Opinion
13-CV-1097 (DRH) (GRB)
08-29-2018
REPORT & RECOMMENDATION GARY R. BROWN, United States Magistrate Judge :
Presently before the undersigned, on referral from the Honorable Denis R. Hurley, is plaintiff Aventura Technologies, Inc.'s ("Aventura") motion for a default judgment and defendant The World of Residensea II, Ltd.'s ("Residensea") motion to set aside the entry of default. For the reasons that follow, the undersigned respectfully recommends the Court grant Residensea's motion and vacate the entry of default and deny Aventura's motion for default judgment.
BACKGROUND
This action revolves around a contractual dispute between Aventura and Residensea regarding Aventura's installation of a security system on a luxury passenger ship owned by Residensea. Docket Entry No. ("DE") 78 at 4. Originally, Residensea, and its management company, ROW Management, LTD, filed an action against Aventura in Florida State Court. DE 73 at 1. Aventura then filed this action. Residensea moved to dismiss for lack of personal jurisdiction and to stay this action based on abstention. DE 28. After a referral of the motion to stay, the undersigned recommended that the motion to stay be granted, which the district court adopted. DE 41; DE 45. Aventura appealed that decision, and the Second Circuit reversed and remanded for further consideration. DE 47. Residensea filed a renewed motion for a stay, which, after referral, the undersigned recommended that the court deny. DE 55. The district court adopted that report and recommendation and later denied Residensea's renewed motion to dismiss for lack of personal jurisdiction. DE 55; DE 68.
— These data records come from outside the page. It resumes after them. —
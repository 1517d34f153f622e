use std::collections::{HashMap, HashSet, VecDeque};
use std::sync::RwLock;

use murmur_core::{PostId, RelationshipId, UserId, Username};

use crate::config::Tunables;

use super::r#trait::{PostReadModel, ReadStore, UserProfile};

/// Timeline entry. The author is kept alongside the post id so that
/// author-directed cleanup (unfollow, retraction) is a single pass over
/// the owner's timeline.
#[derive(Debug, Copy, Clone, PartialEq, Eq)]
struct TimelineEntry {
    post_id: PostId,
    author_id: UserId,
}

/// In-memory read store.
///
/// Each index family lives under its own lock; the projector's step lock
/// provides cross-index atomicity for a projection step.
#[derive(Debug)]
pub struct InMemoryReadStore {
    tunables: Tunables,
    profiles: RwLock<HashMap<UserId, UserProfile>>,
    by_username: RwLock<HashMap<Username, UserId>>,
    posts: RwLock<HashMap<PostId, PostReadModel>>,
    /// Per-author post ids in publication order (oldest first).
    author_index: RwLock<HashMap<UserId, Vec<PostId>>>,
    outgoing: RwLock<HashMap<UserId, HashSet<UserId>>>,
    incoming: RwLock<HashMap<UserId, HashSet<UserId>>>,
    relationships: RwLock<HashMap<(UserId, UserId), RelationshipId>>,
    timelines: RwLock<HashMap<UserId, VecDeque<TimelineEntry>>>,
    celebrity_posts: RwLock<HashMap<PostId, UserId>>,
}

impl InMemoryReadStore {
    pub fn new(tunables: Tunables) -> Self {
        Self {
            tunables,
            profiles: RwLock::new(HashMap::new()),
            by_username: RwLock::new(HashMap::new()),
            posts: RwLock::new(HashMap::new()),
            author_index: RwLock::new(HashMap::new()),
            outgoing: RwLock::new(HashMap::new()),
            incoming: RwLock::new(HashMap::new()),
            relationships: RwLock::new(HashMap::new()),
            timelines: RwLock::new(HashMap::new()),
            celebrity_posts: RwLock::new(HashMap::new()),
        }
    }

    pub fn with_defaults() -> Self {
        Self::new(Tunables::default())
    }

    pub fn tunables(&self) -> Tunables {
        self.tunables
    }
}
Residensea failed to timely file an answer, after the district court denied its motion to dismiss, and the Clerk of the Court noted Residensea's default pursuant to Federal Rule of Civil Procedure 55(a). DE 70. Aventura moved for a default judgment, which Residensea opposed with a cross-motion to vacate the entry of default. DE 71; DE 73.
DISCUSSION
"[A] decision whether to set aside a default is a decision left to the sound discretion of the district court because it is in the best position to assess the individual circumstances of a given case and to evaluate the credibility and good faith of the parties." McLean v. Wayside Outreach Dev. Inc., 624 F. App'x 44, 45 (2d Cir. 2015). Moreover, there is a "[s]trong public policy [which] favors resolving disputes on the merits." Gluco Perfect, LLC v. Gluco Perfect Prods., Inc., 14-CV-1678 (KAM)(RER), 2016 WL 11469931 at *2 (E.D.N.Y. Jan. 7, 2016) (citing Am. Alliance Ins. Co. v. Eagle Ins. Co., 92 F.3d 57, 61 (2d Cir. 1996)).
"A district court may set aside an entry of default for 'good cause.'" McLean, 624 F. App'x at 45 (citing Fed. R. Civ. P. 55(c)). "When deciding whether there is good cause to set aside a default, the court looks to (1) whether the default was willful; (2) whether setting aside the default would prejudice the adversary; and (3) whether a meritorious defense is presented." Id.
I. WILLFUL DEFAULT
"Courts will find willfulness where there is evidence of bad faith or in the presence of egregious or deliberate conduct." U.S. Commodity Futures Trading Commission v. McCrudden, No. CV 10-5567(DRH)(AKT), 2015 WL 5944229 at *21 (E.D.N.Y. Oct. 13, 2015), adopted by 2015 WL 7161671 (E.D.N.Y. Nov. 13, 2015); see also Team Kasa, LLC v. Humphrey, CV 17-1074 (JS) (AKT), 2018 WL 1867117 at *6 (E.D.N.Y. Jan. 24, 2018) ("The boundary of willfulness lies somewhere between a case involving a negligent filing error, which is normally considered an excusable failure to respond, and a deliberate decision to default, which is generally not excusable"), adopted by 2018 WL 1083958 (E.D.N.Y. Feb. 6, 2018). "Further, courts should resolve any doubt about defendant's willfulness in its favor." McCrudden, 2015 WL 5944229 at *21.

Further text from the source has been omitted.